WASHINGTON (AP) — President Barack Obama has never been wedded to a government-run health insurance plan.

The will-he-or-won’t-he obsession over how hard Obama might fight to include the so-called public option in a health care reform package has been — let’s be honest — mostly just noise.

Obama settled that Washington parlor game in his speech to Congress and a
television-watching public Wednesday night. The president praised the public option but called it only a means to the end of providing more competition, not crucial on its own.

“We should remain open to other ideas that accomplish our ultimate goal,” he said.

It was vintage Obama, the political realist who knows it’s not worth going to the mat for something when the votes aren’t going to be there. It was Obama the conciliator, using soaring rhetoric to try to get warring sides to come together around common sense. And it was Obama the ever-willing negotiator, unfazed by abandoning many specifics on the road to a larger goal.

But did he do enough to put to rest that one contentious issue — which became so divisive in the larger debate over his drive to revamp the nation’s health care system that it threatened to derail the entire effort?

The White House worked to assuage progressive activists, labor representatives and others most invested in a public option. Officials noted Obama would make a strong case on the idea’s behalf.

Obama aides told liberal supporters there is a chance the climate might be more amenable to adding a public option in the later stages of the process.

In the days ahead, there will be grumbling from progressives, sure, some of it angry. Still, liberal lawmakers know the idea is largely dead.

Mark McClellan, a health policy expert at The Brookings Institution who ran Medicare in the Bush administration, said Obama hit it right.

“He made clear there is room for negotiation on the public plan, and I think that’s where he needs to be in terms of keeping support from the Democratic caucus and leaving the door open for some Republicans,” he said.

Conservatives, however, made immediately clear they don’t plan to abandon one of their best arguments against Obama’s approach anytime soon.

“Families understand that a costly government-run plan will force them to pay more and get less,” said Brad Dayspring, spokesman for Rep. Eric Cantor, R-Va., in a statement released just minutes after Obama stopped talking.

Some of the recent suspense over Obama’s stance, of course, is the result of genuine consternation among the idea’s true believers.

To their way of thinking, creating a government-run health insurance plan as an option in a marketplace dominated, especially in certain regions of the country, by only one or two insurance companies would go a long way toward keeping private insurers honest and driving down costs.

Groups on the left have been demanding in increasingly desperate-sounding terms that a public option be in any final bill. Otherwise, liberal lawmakers say, they’ll vote no on a reform package.

Really?

Hardly. The demands are about influencing Obama and their leadership. But the threats are largely empty — and everyone knows it. Most liberal lawmakers are unlikely to deny a Democratic president his top priority, or their party a potent re–election tool.

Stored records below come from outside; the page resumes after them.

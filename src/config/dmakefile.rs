//! Parser for the per-directory `.dmake` file.
//!
//! The file is a list of `KEY op VALUE` lines evaluated top to bottom, with
//! `OS` and `ARCH` predefined. Parsing stops at the first bad line.

use std::path::Path;

use super::vars::{Operator, Variable, Vars};
use crate::error::{FsError, ParseError, Result};
use crate::platform::Platform;

/// Variables defined before the first line of every `.dmake` file.
///
/// # Examples
///
/// ```
/// use dmake_cli::config::dmakefile::builtin_vars;
/// use dmake_cli::platform::{Os, Platform};
///
/// let vars = builtin_vars(&Platform::new(Os::Linux, "x86_64"));
/// assert_eq!(vars.value("OS"), Some("linux"));
/// assert_eq!(vars.value("ARCH"), Some("x86_64"));
/// ```
#[must_use]
pub fn builtin_vars(platform: &Platform) -> Vars {
    let mut vars = Vars::default();
    vars.set("OS", Variable::assign(platform.os.name()));
    vars.set("ARCH", Variable::assign(platform.arch.as_str()));
    vars
}

/// Parse a `.dmake` file.
///
/// Returns `Ok(None)` when the file does not exist.
///
/// # Errors
///
/// Returns an error if the file cannot be read or contains a malformed line.
pub fn parse_file(path: &Path, platform: &Platform) -> Result<Option<Vars>> {
    let content = match std::fs::read_to_string(path) {
        Ok(content) => content,
        Err(e) if e.kind() == std::io::ErrorKind::NotFound => return Ok(None),
        Err(e) => return Err(FsError::wrap("read", path)(e).into()),
    };
    let vars = parse_str(&content, &path.display().to_string(), platform)?;
    Ok(Some(vars))
}

/// Parse `.dmake` content from a string.
///
/// Each line is blank, a `#` comment, a bare `KEY` (meaning `KEY = true`)
/// or `KEY op VALUE` with `op` one of `=`, `+=`, `-=`. Values are
/// interpolated against the variables defined so far.
///
/// ```
/// use dmake_cli::config::dmakefile::parse_str;
/// use dmake_cli::platform::{Os, Platform};
///
/// let platform = Platform::new(Os::Linux, "x86_64");
/// let vars = parse_str("NAME = fred\nEXE = ${NAME}_$OS\n", ".dmake", &platform).unwrap();
/// assert_eq!(vars.value("EXE"), Some("fred_linux"));
/// ```
///
/// # Errors
///
/// Stops at the first malformed line and reports it as `path:line - reason`.
pub fn parse_str(content: &str, path: &str, platform: &Platform) -> Result<Vars, ParseError> {
    let mut vars = builtin_vars(platform);

    for (line_num, line) in content.lines().enumerate() {
        let trimmed = line.trim();
        if trimmed.is_empty() || trimmed.starts_with('#') {
            continue;
        }

        let fail = |reason: &str| ParseError {
            path: path.to_string(),
            line: line_num + 1,
            reason: reason.to_string(),
        };

        let (key, var) = match split_assignment(trimmed) {
            Some((key, op, value)) => {
                if key.is_empty() {
                    return Err(fail("malformed line, no variable name before '='"));
                }
                (key, Variable::new(op, vars.interpolate(value)))
            }
            None if trimmed.split_whitespace().count() == 1 => (trimmed, Variable::assign("true")),
            None => return Err(fail("malformed line, no '='")),
        };

        if key.split_whitespace().count() != 1 {
            return Err(fail("malformed line, spaces in key"));
        }
        vars.apply(key, var);
    }

    Ok(vars)
}

/// Split `KEY op VALUE` at the first `=`, folding a preceding `+` or `-`
/// into the operator. Key and value come back trimmed.
fn split_assignment(line: &str) -> Option<(&str, Operator, &str)> {
    let eq = line.find('=')?;
    let (lhs, rhs) = line.split_at(eq);
    let value = rhs.get(1..).unwrap_or_default().trim();
    let key_end = if lhs.ends_with(['+', '-']) {
        eq.saturating_sub(1)
    } else {
        eq
    };
    let op = Operator::from_token(line.get(key_end..=eq)?)?;
    Some((line.get(..key_end)?.trim(), op, value))
}
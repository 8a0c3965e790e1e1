//! Copying a built module into its installation directory.

use std::path::{Path, PathBuf};

use crate::config::Settings;
use crate::error::{FsError, Result};
use crate::exec::{DelegateCommand, Executor};
use crate::naming::ModuleKind;
use crate::platform::{InstallMethod, Platform};

/// Mode given to installed executables.
pub const EXE_MODE: u32 = 0o555;

/// Mode given to installed libraries, DLLs and plugins.
pub const LIB_MODE: u32 = 0o444;

/// Where and how one output file is installed.
#[derive(Debug, Clone, PartialEq, Eq)]
pub struct InstallPlan {
    /// Output file relative to the module directory.
    pub file: PathBuf,
    /// Destination directory, `<prefix>/bin` or `<prefix>/lib`.
    pub dest_dir: PathBuf,
    /// Full destination path.
    pub dest: PathBuf,
    /// Permission bits for the installed file.
    pub mode: u32,
}

impl InstallPlan {
    /// Plan the installation of `output` built as `kind`.
    ///
    /// A relative `prefix` is taken relative to the module directory `base`.
    ///
    /// ```
    /// use std::path::{Path, PathBuf};
    /// use dmake_cli::install::InstallPlan;
    /// use dmake_cli::naming::ModuleKind;
    ///
    /// let plan = InstallPlan::new(Path::new("/src/fred"), ModuleKind::Exe, "out/fred", Path::new("/usr/local"));
    /// assert_eq!(plan.dest, PathBuf::from("/usr/local/bin/fred"));
    /// assert_eq!(plan.mode, 0o555);
    /// ```
    #[must_use]
    pub fn new(base: &Path, kind: ModuleKind, output: &str, prefix: &Path) -> Self {
        let (subdir, mode) = match kind {
            ModuleKind::Exe => ("bin", EXE_MODE),
            ModuleKind::Lib | ModuleKind::Dll | ModuleKind::Plugin => ("lib", LIB_MODE),
        };
        let file = PathBuf::from(output);
        let dest_dir = base.join(prefix).join(subdir);
        let dest = file
            .file_name()
            .map_or_else(|| dest_dir.clone(), |name| dest_dir.join(name));
        Self {
            file,
            dest_dir,
            dest,
            mode,
        }
    }
}

/// Install according to `plan`, using the platform's install method.
///
/// The destination directory is created first.
///
/// # Errors
///
/// Returns an error if the destination directory cannot be created, the
/// `install` program fails, or the copy fails.
pub fn install(
    base: &Path,
    plan: &InstallPlan,
    platform: &Platform,
    settings: &Settings,
    executor: &dyn Executor,
) -> Result<()> {
    std::fs::create_dir_all(&plan.dest_dir)
        .map_err(FsError::wrap("create directory", &plan.dest_dir))?;

    match platform.install {
        InstallMethod::InstallProgram => {
            let program = install_program();
            let cmd = DelegateCommand::new(program.to_string_lossy(), base)
                .args(["-c", "-m"])
                .arg(format!("{:04o}", plan.mode))
                .arg(plan.file.to_string_lossy())
                .arg(plan.dest.to_string_lossy())
                .envs(&settings.delegate_env);
            executor.run(&cmd)?;
        }
        InstallMethod::Copy => copy_file(&base.join(&plan.file), &plan.dest, plan.mode)?,
    }
    Ok(())
}

/// The system `install` program, found on `PATH` when possible.
fn install_program() -> PathBuf {
    which::which("install").unwrap_or_else(|_| PathBuf::from("/usr/bin/install"))
}

/// Copy `src` to `dest` and apply `mode`.
///
/// An existing destination is removed first so a read-only file from an
/// earlier install does not block the copy.
///
/// # Errors
///
/// Returns an error if any filesystem operation fails.
pub fn copy_file(src: &Path, dest: &Path, mode: u32) -> Result<()> {
    tracing::debug!("COPY: {} -> {}", src.display(), dest.display());
    if dest.exists() {
        set_mode(dest, 0o644)?;
        std::fs::remove_file(dest).map_err(FsError::wrap("remove", dest))?;
    }
    std::fs::copy(src, dest).map_err(FsError::wrap("copy", src))?;
    set_mode(dest, mode)
}

#[cfg(unix)]
fn set_mode(path: &Path, mode: u32) -> Result<()> {
    use std::os::unix::fs::PermissionsExt as _;
    std::fs::set_permissions(path, std::fs::Permissions::from_mode(mode))
        .map_err(FsError::wrap("set permissions", path))?;
    Ok(())
}

#[cfg(not(unix))]
fn set_mode(path: &Path, mode: u32) -> Result<()> {
    let mut perms = std::fs::metadata(path)
        .map_err(FsError::wrap("stat", path))?
        .permissions();
    perms.set_readonly(mode & 0o200 == 0);
    std::fs::set_permissions(path, perms).map_err(FsError::wrap("set permissions", path))?;
    Ok(())
}
//! Platform-specific output file names.
//!
//! All functions here are pure: they take a [`NamingProfile`] and a path and
//! return a new path. Prefixes and suffixes are only added when missing, so
//! naming is idempotent.

use std::fmt;
use std::path::{Path, PathBuf};

/// The kind of module a directory builds.
#[derive(Debug, Clone, Copy, PartialEq, Eq, Hash)]
pub enum ModuleKind {
    /// An executable program.
    Exe,
    /// A static library.
    Lib,
    /// A dynamic (shared) library.
    Dll,
    /// A dynamically loaded plugin.
    Plugin,
}

impl ModuleKind {
    /// Parse one of the positional keywords `exe`, `lib`, `dll`, `plugin`.
    #[must_use]
    pub fn from_keyword(word: &str) -> Option<Self> {
        match word {
            "exe" => Some(Self::Exe),
            "lib" => Some(Self::Lib),
            "dll" => Some(Self::Dll),
            "plugin" => Some(Self::Plugin),
            _ => None,
        }
    }

    /// The option telling dcc what to produce.
    #[must_use]
    pub const fn driver_flag(self) -> &'static str {
        match self {
            Self::Exe => "--exe",
            Self::Lib => "--lib",
            Self::Dll => "--dll",
            Self::Plugin => "--plugin",
        }
    }

    /// The `.dmake` key that declares this kind.
    #[must_use]
    pub const fn config_key(self) -> &'static str {
        match self {
            Self::Exe => "EXE",
            Self::Lib => "LIB",
            Self::Dll => "DLL",
            Self::Plugin => "PLUGIN",
        }
    }
}

impl fmt::Display for ModuleKind {
    fn fmt(&self, f: &mut fmt::Formatter<'_>) -> fmt::Result {
        f.write_str(match self {
            Self::Exe => "exe",
            Self::Lib => "lib",
            Self::Dll => "dll",
            Self::Plugin => "plugin",
        })
    }
}

/// File name prefixes and suffixes for one family of platforms.
#[derive(Debug, Clone, Copy, PartialEq, Eq)]
pub struct NamingProfile {
    /// Object file suffix.
    pub obj_suffix: &'static str,
    /// Executable suffix, empty outside Windows.
    pub exe_suffix: &'static str,
    /// Static library prefix.
    pub lib_prefix: &'static str,
    /// Static library suffix.
    pub lib_suffix: &'static str,
    /// Dynamic library prefix. Plugins never get one.
    pub dll_prefix: &'static str,
    /// Dynamic library suffix, shared with plugins.
    pub dll_suffix: &'static str,
}

impl NamingProfile {
    /// `foo.exe`, `foo.lib`, `foo.dll`.
    pub const WINDOWS: Self = Self {
        obj_suffix: ".obj",
        exe_suffix: ".exe",
        lib_prefix: "",
        lib_suffix: ".lib",
        dll_prefix: "",
        dll_suffix: ".dll",
    };

    /// macOS and iOS: `libfoo.dylib`.
    pub const DARWIN: Self = Self {
        obj_suffix: ".o",
        exe_suffix: "",
        lib_prefix: "lib",
        lib_suffix: ".a",
        dll_prefix: "lib",
        dll_suffix: ".dylib",
    };

    /// Every other Unix.
    pub const ELF: Self = Self {
        obj_suffix: ".o",
        exe_suffix: "",
        lib_prefix: "lib",
        lib_suffix: ".a",
        dll_prefix: "lib",
        dll_suffix: ".so",
    };

    /// Synthesize the output file name for a module of `kind` from `stem`.
    ///
    /// Any directory part of `stem` is kept; the prefix and suffix apply to
    /// the final component only.
    ///
    /// ```
    /// use dmake_cli::naming::{ModuleKind, NamingProfile};
    ///
    /// let elf = NamingProfile::ELF;
    /// assert_eq!(elf.name_for(ModuleKind::Lib, "fred"), "libfred.a");
    /// assert_eq!(elf.name_for(ModuleKind::Lib, "libfred.a"), "libfred.a");
    /// assert_eq!(elf.name_for(ModuleKind::Dll, "out/fred"), "out/libfred.so");
    /// ```
    #[must_use]
    pub fn name_for(&self, kind: ModuleKind, stem: &str) -> String {
        match kind {
            ModuleKind::Exe => form_filename("", stem, self.exe_suffix),
            ModuleKind::Lib => form_filename(self.lib_prefix, stem, self.lib_suffix),
            ModuleKind::Dll => form_filename(self.dll_prefix, stem, self.dll_suffix),
            ModuleKind::Plugin => form_filename("", stem, self.dll_suffix),
        }
    }

    /// Object file for `source`, placed in the `objs_dir` sub-directory next
    /// to the source.
    #[must_use]
    pub fn object_filename(&self, source: &Path, objs_dir: &str) -> PathBuf {
        let dir = source.parent().unwrap_or_else(|| Path::new(""));
        let stem = source
            .file_stem()
            .map_or_else(String::new, |s| s.to_string_lossy().into_owned());
        let path = clean_join(&clean_join(dir, Path::new(objs_dir)), Path::new(&stem));
        PathBuf::from(form_filename("", &path.to_string_lossy(), self.obj_suffix))
    }
}

/// Dependency file dcc writes for `object`.
///
/// When the object already lives in the `objs_dir` sub-directory the
/// dependency file shares its location, otherwise it goes in a `deps_dir`
/// sub-directory next to the object.
#[must_use]
pub fn dependencies_filename(object: &Path, objs_dir: &str, deps_dir: &str) -> PathBuf {
    let dir = object.parent().unwrap_or_else(|| Path::new(""));
    let base = object.file_name().map(PathBuf::from).unwrap_or_default();
    if dir.to_string_lossy().ends_with(objs_dir) {
        dir.join(base)
    } else {
        dir.join(deps_dir).join(base)
    }
}

fn form_filename(prefix: &str, path: &str, suffix: &str) -> String {
    let path = Path::new(path);
    let dir = path.parent().unwrap_or_else(|| Path::new(""));
    let mut base = path
        .file_name()
        .map_or_else(String::new, |s| s.to_string_lossy().into_owned());
    if !prefix.is_empty() && !base.starts_with(prefix) {
        base.insert_str(0, prefix);
    }
    if !suffix.is_empty() && !base.ends_with(suffix) {
        base.push_str(suffix);
    }
    clean_join(dir, Path::new(&base))
        .to_string_lossy()
        .into_owned()
}

/// Join two paths and drop `.` components, so `./x` and `x` name the same
/// file.
fn clean_join(dir: &Path, name: &Path) -> PathBuf {
    dir.join(name)
        .components()
        .filter(|c| !matches!(c, std::path::Component::CurDir))
        .collect()
}
//! Settings shared by every directory of one run.
//!
//! Built once from the command line and the environment, then only read.

use std::path::PathBuf;

use crate::sources::Language;

/// Objects sub-directory used when `OBJDIR` is unset.
pub const DEFAULT_OBJECTS_DIR: &str = ".objs";

/// Dependency sub-directory used when `DCCDEPS` is unset.
pub const DEFAULT_DEPS_DIR: &str = ".dcc.d";

/// The compiler driver every build is delegated to.
pub const DRIVER: &str = "dcc";

/// Environment variables passed through to the compiler driver.
pub const DELEGATE_ENV_ALLOW_LIST: [&str; 16] = [
    // Standard/common names
    "HOME",
    "LOGNAME",
    "PATH",
    "SHELL",
    "TERM",
    "TERMCAP",
    "USER",
    // dcc recognised
    "CC",
    "CXX",
    "NJOBS",
    "CCFILE",
    "CXXFILE",
    "CFLAGSFILE",
    "CXXFLAGSFILE",
    "LDFLAGSFILE",
    "LIBSFILE",
];

/// Process-wide settings, assembled once from the command line and
/// environment and passed by reference to every directory run.
#[derive(Debug, Clone, PartialEq, Eq)]
pub struct Settings {
    /// Name of the object-file sub-directory.
    pub objects_dir: String,
    /// Name of the dependency-file sub-directory.
    pub deps_dir: String,
    /// Installation prefix from the command line, if any.
    pub install_prefix: Option<String>,
    /// Continue with sibling directories after a failure.
    pub keep_going: bool,
    /// Build a DLL when inference finds no `main`.
    pub dll_by_default: bool,
    /// Build a plugin when inference finds no `main`.
    pub plugin_by_default: bool,
    /// Language forced on the command line.
    pub language: Option<Language>,
    /// Pass `--debug` to the driver.
    pub debug: bool,
    /// Pass `--quiet` to the driver.
    pub quiet: bool,
    /// Environment handed to delegate processes, in `name=value` order.
    pub delegate_env: Vec<(String, String)>,
    /// Compiler driver program.
    pub driver: String,
}

impl Default for Settings {
    fn default() -> Self {
        Self {
            objects_dir: DEFAULT_OBJECTS_DIR.to_string(),
            deps_dir: DEFAULT_DEPS_DIR.to_string(),
            install_prefix: None,
            keep_going: false,
            dll_by_default: false,
            plugin_by_default: false,
            language: None,
            debug: false,
            quiet: false,
            delegate_env: Vec::new(),
            driver: DRIVER.to_string(),
        }
    }
}

impl Settings {
    /// Read `OBJDIR`, `DCCDEPS` and the delegate allow-list through `lookup`.
    ///
    /// Empty values count as unset.
    ///
    /// ```
    /// use dmake_cli::config::settings::Settings;
    ///
    /// let settings = Settings::default().with_environment(|name| match name {
    ///     "OBJDIR" => Some("build".to_string()),
    ///     "PATH" => Some("/bin".to_string()),
    ///     "HOME" => Some(String::new()),
    ///     _ => None,
    /// });
    /// assert_eq!(settings.objects_dir, "build");
    /// assert_eq!(settings.deps_dir, ".dcc.d");
    /// assert_eq!(settings.delegate_env, [("PATH".to_string(), "/bin".to_string())]);
    /// ```
    #[must_use]
    pub fn with_environment(mut self, lookup: impl Fn(&str) -> Option<String>) -> Self {
        let non_empty = |name: &str| lookup(name).filter(|v| !v.is_empty());
        if let Some(dir) = non_empty("OBJDIR") {
            self.objects_dir = dir;
        }
        if let Some(dir) = non_empty("DCCDEPS") {
            self.deps_dir = dir;
        }
        for name in DELEGATE_ENV_ALLOW_LIST {
            if let Some(value) = non_empty(name) {
                self.delegate_env.push((name.to_string(), value));
            }
        }
        self
    }

    /// Append inline `name=value` assignments to the delegate environment.
    #[must_use]
    pub fn with_assignments(mut self, assignments: Vec<(String, String)>) -> Self {
        self.delegate_env.extend(assignments);
        self
    }

    /// The prefix to install under when no `.dmake` supplies one.
    #[must_use]
    pub fn prefix_or_default(prefix: Option<&str>) -> PathBuf {
        PathBuf::from(prefix.filter(|p| !p.is_empty()).unwrap_or("."))
    }
}

/// Split `name=value` arguments (with `=` at index 1 or later) out of a
/// positional argument list.
///
/// ```
/// use dmake_cli::config::settings::split_assignments;
///
/// let args = ["CC=clang", "clean", "=x"].map(String::from).to_vec();
/// let (rest, env) = split_assignments(args);
/// assert_eq!(rest, ["clean", "=x"]);
/// assert_eq!(env, [("CC".to_string(), "clang".to_string())]);
/// ```
#[must_use]
pub fn split_assignments(args: Vec<String>) -> (Vec<String>, Vec<(String, String)>) {
    let mut rest = Vec::new();
    let mut env = Vec::new();
    for arg in args {
        match arg.split_once('=') {
            Some((name, value)) if !name.is_empty() => {
                env.push((name.to_string(), value.to_string()));
            }
            _ => rest.push(arg),
        }
    }
    (rest, env)
}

On the other side, many conservatives genuinely believe a behemoth with government backing would be impossible for any private company to compete against.

The logical end result, they fear, is the dying off of private insurers and more and more Americans shoved into government–run health care until that’s all that’s left. This even though Obama insists the government would provide only startup money and that the plan would have to sustain itself afterward from premiums just like everybody else.

Like Democrats, Republicans have played politics with the issue.

Many seem poised to vote against any bill of major proportions that ends up making its way through Congress, given that it is likely to be mostly Democratic in origin. So their posturing about the evils of the public option is largely irrelevant, but an easy way to sow broader skepticism — “a handy excuse for the usual Washington ideological battles,” as Obama put it.

Obama first endorsed the public option idea during the presidential campaign, after it was embraced by Democratic rival John Edwards and then the other powerhouse in the Democratic primaries, Hillary Rodham Clinton.

And Obama kept talking about it since because there was little reason for him not to do so.

He continued to think the idea has great merit. And it made the liberal base of his party happy to hear him repeatedly lend it public support.

But there came a point when the debate veered so far off course that there was plenty of reason for Obama to stop the talk. Yet he still played an unseemly game of cat-and-mouse.

Most public statements from Obama and his aides and top officials were coy on questions they already knew the answers to, so that Obama’s liberal base could hear what they wanted to.

In scheduling Wednesday night’s prime-time address, Obama realized that in order to reboot the discussion for the fall, he had to be clear about what he wants and doesn’t — on a public option and a range of other big issues.

And so, for once, he came clean on the issue.

Associated Press writer Julie Hirschfeld Davis contributed to this story.

Jennifer Loven has covered the White House for The Associated Press since 2002.